**Task goal**
Using the data below, determine the number of lines that include the string "format". Write only that number.
_ _ _ _
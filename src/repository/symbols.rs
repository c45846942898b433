//! Symbol interning.
//!
//! Class, method and thread names arrive as opaque strings from the
//! metadata collaborator and leave as small ids referenced by event fields
//! and other constant pools.

use std::hash::{Hash, Hasher};

use rustc_hash::FxHasher;

use crate::checkpoint::CheckpointWriter;
use crate::chunk::format::POOL_SYMBOL;
use crate::epoch::EpochState;

use super::table::EpochRepository;

pub struct SymbolRepository {
    symbols: EpochRepository<Box<str>>,
}

impl SymbolRepository {
    pub fn new(max_entries: usize) -> Self {
        Self {
            symbols: EpochRepository::new(max_entries),
        }
    }

    /// Intern a symbol in the current epoch. Returns its id, or 0 on
    /// exhaustion.
    pub fn intern(&self, epoch: &EpochState, symbol: &str) -> u64 {
        let mut hasher = FxHasher::default();
        symbol.hash(&mut hasher);
        let hash = hasher.finish();
        self.symbols.record_with(
            epoch,
            hash,
            |existing| existing.as_ref() == symbol,
            || symbol.into(),
        )
    }

    pub fn write(
        &self,
        side: usize,
        generation: u16,
        clear: bool,
        writer: &mut CheckpointWriter<'_>,
    ) -> usize {
        let rewind = writer.context();
        writer.write_type(POOL_SYMBOL);
        let emitted = self
            .symbols
            .write_side(side, generation, clear, writer, |id, symbol, writer| {
                writer.write_u64(id);
                writer.write_string(symbol);
            });
        if emitted == 0 {
            writer.set_context(rewind);
        }
        emitted
    }

    pub fn on_rotation(&self, epoch: &EpochState) {
        self.symbols.on_rotation(epoch);
    }

    pub fn live_count(&self, epoch: &EpochState) -> usize {
        self.symbols.live_count(epoch)
    }
}
#[cfg(test)]
mod tests {
    use super::*;
    use crate::chunk::writer::ChunkWriter;
    use tempfile::TempDir;

    #[test]
    fn test_reads_plain_events() {
        let dir = TempDir::new().unwrap();
        let path = dir.path().join("chunk.0.frc");
        let mut writer = ChunkWriter::open(&path, 1).unwrap();
        writer.append_event(100, &[1, 2, 3]).unwrap();
        writer.append_event(101, &[]).unwrap();
        writer.close().unwrap();

        let mut reader = ChunkReader::open(&path).unwrap();
        let records = reader.read_all().unwrap();
        assert_eq!(records.len(), 2);
        match &records[0] {
            ChunkRecord::Event {
                type_id, payload, ..
            } => {
                assert_eq!(*type_id, 100);
                assert_eq!(payload, &[1, 2, 3]);
            }
            other => panic!("expected event, got {other:?}"),
        }
    }

    #[test]
    fn test_metadata_roundtrip() {
        let dir = TempDir::new().unwrap();
        let path = dir.path().join("chunk.0.frc");
        let mut writer = ChunkWriter::open(&path, 1).unwrap();
        writer.append_metadata(9, b"event-type-table").unwrap();
        writer.close().unwrap();

        let mut reader = ChunkReader::open(&path).unwrap();
        let records = reader.read_all().unwrap();
        assert_eq!(records.len(), 1);
        match &records[0] {
            ChunkRecord::Metadata {
                metadata_id,
                payload,
                ..
            } => {
                assert_eq!(*metadata_id, 9);
                assert_eq!(payload, b"event-type-table");
            }
            other => panic!("expected metadata, got {other:?}"),
        }
    }

    mod roundtrip_proptest {
        use super::*;
        use crate::chunk::format::{
            self, padded_u32, CHECKPOINT_FLUSH, EVENT_CHECKPOINT, PADDED_U32_SIZE, POOL_SYMBOL,
        };
        use proptest::prelude::*;

        #[derive(Debug, Clone)]
        enum Op {
            Event { type_id: u64, payload: Vec<u8> },
            SymbolCheckpoint { entries: Vec<(u64, String)> },
        }

        fn arb_op() -> impl Strategy<Value = Op> {
            prop_oneof![
                (64u64..100, prop::collection::vec(any::<u8>(), 0..40))
                    .prop_map(|(type_id, payload)| Op::Event { type_id, payload }),
                prop::collection::vec((1u64..50, "[a-z]{0,12}"), 1..5)
                    .prop_map(|entries| Op::SymbolCheckpoint { entries }),
            ]
        }

        /// Build a checkpoint record the way a checkpoint buffer stages it:
        /// zeroed delta slot, counts patched.
        fn staged_symbol_checkpoint(entries: &[(u64, String)]) -> Vec<u8> {
            let mut record = vec![0; PADDED_U32_SIZE];
            format::put_var_u64(&mut record, EVENT_CHECKPOINT);
            format::put_var_u64(&mut record, 1); // ticks
            format::put_var_u64(&mut record, 0); // duration
            record.extend_from_slice(&padded_u32(0)); // delta
            format::put_var_u64(&mut record, CHECKPOINT_FLUSH);
            record.extend_from_slice(&padded_u32(1)); // pool count
            format::put_var_u64(&mut record, POOL_SYMBOL);
            record.extend_from_slice(&padded_u32(entries.len() as u32));
            for (id, name) in entries {
                format::put_var_u64(&mut record, *id);
                format::put_string(&mut record, name);
            }
            let size = padded_u32(record.len() as u32);
            record[..PADDED_U32_SIZE].copy_from_slice(&size);
            record
        }

        proptest! {
            #![proptest_config(ProptestConfig::with_cases(128))]

            #[test]
            fn chunk_roundtrip_preserves_every_record(ops in prop::collection::vec(arb_op(), 0..24)) {
                let dir = TempDir::new().unwrap();
                let path = dir.path().join("chunk.0.frc");
                let mut writer = ChunkWriter::open(&path, 1).unwrap();
                for op in &ops {
                    match op {
                        Op::Event { type_id, payload } => {
                            writer.append_event(*type_id, payload).unwrap();
                        }
                        Op::SymbolCheckpoint { entries } => {
                            writer
                                .append_checkpoint_records(&staged_symbol_checkpoint(entries))
                                .unwrap();
                        }
                    }
                }
                writer.close().unwrap();

                let mut reader = ChunkReader::open(&path).unwrap();
                let chain = reader.checkpoint_offsets_backward().unwrap();
                let records = reader.read_all().unwrap();
                prop_assert_eq!(records.len(), ops.len());

                let mut expected_symbols: HashMap<u64, String> = HashMap::new();
                let mut checkpoint_count = 0;
                for (op, record) in ops.iter().zip(&records) {
                    match (op, record) {
                        (Op::Event { type_id, payload }, ChunkRecord::Event { type_id: got, payload: got_payload, .. }) => {
                            prop_assert_eq!(type_id, got);
                            prop_assert_eq!(payload, got_payload);
                        }
                        (Op::SymbolCheckpoint { entries }, ChunkRecord::Checkpoint(cp)) => {
                            checkpoint_count += 1;
                            prop_assert_eq!(cp.pools.len(), 1);
                            prop_assert_eq!(cp.pools[0].entries.len(), entries.len());
                            for (id, name) in entries {
                                expected_symbols.insert(*id, name.clone());
                            }
                        }
                        (op, record) => {
                            return Err(TestCaseError::fail(format!("mismatch: {op:?} vs {record:?}")));
                        }
                    }
                }
                // The backward chain finds exactly the checkpoints, and the
                // reader accumulated every definition (last write wins).
                prop_assert_eq!(chain.len(), checkpoint_count);
                prop_assert_eq!(&reader.symbols, &expected_symbols);
            }
        }
    }

    #[test]
    fn test_summary_counts() {
        let dir = TempDir::new().unwrap();
        let path = dir.path().join("chunk.0.frc");
        let mut writer = ChunkWriter::open(&path, 1).unwrap();
        writer.append_event(100, &[0]).unwrap();
        writer.append_event(100, &[1]).unwrap();
        writer.append_event(7, &[2]).unwrap();
        writer.append_metadata(1, &[]).unwrap();
        writer.close().unwrap();

        let mut reader = ChunkReader::open(&path).unwrap();
        let summary = reader.summarize().unwrap();
        assert_eq!(summary.events, 3);
        assert_eq!(summary.metadata_events, 1);
        assert_eq!(summary.events_by_type[&100], 2);
        assert!(summary.is_final);
    }
}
_ _ _ _
**Answer section**
10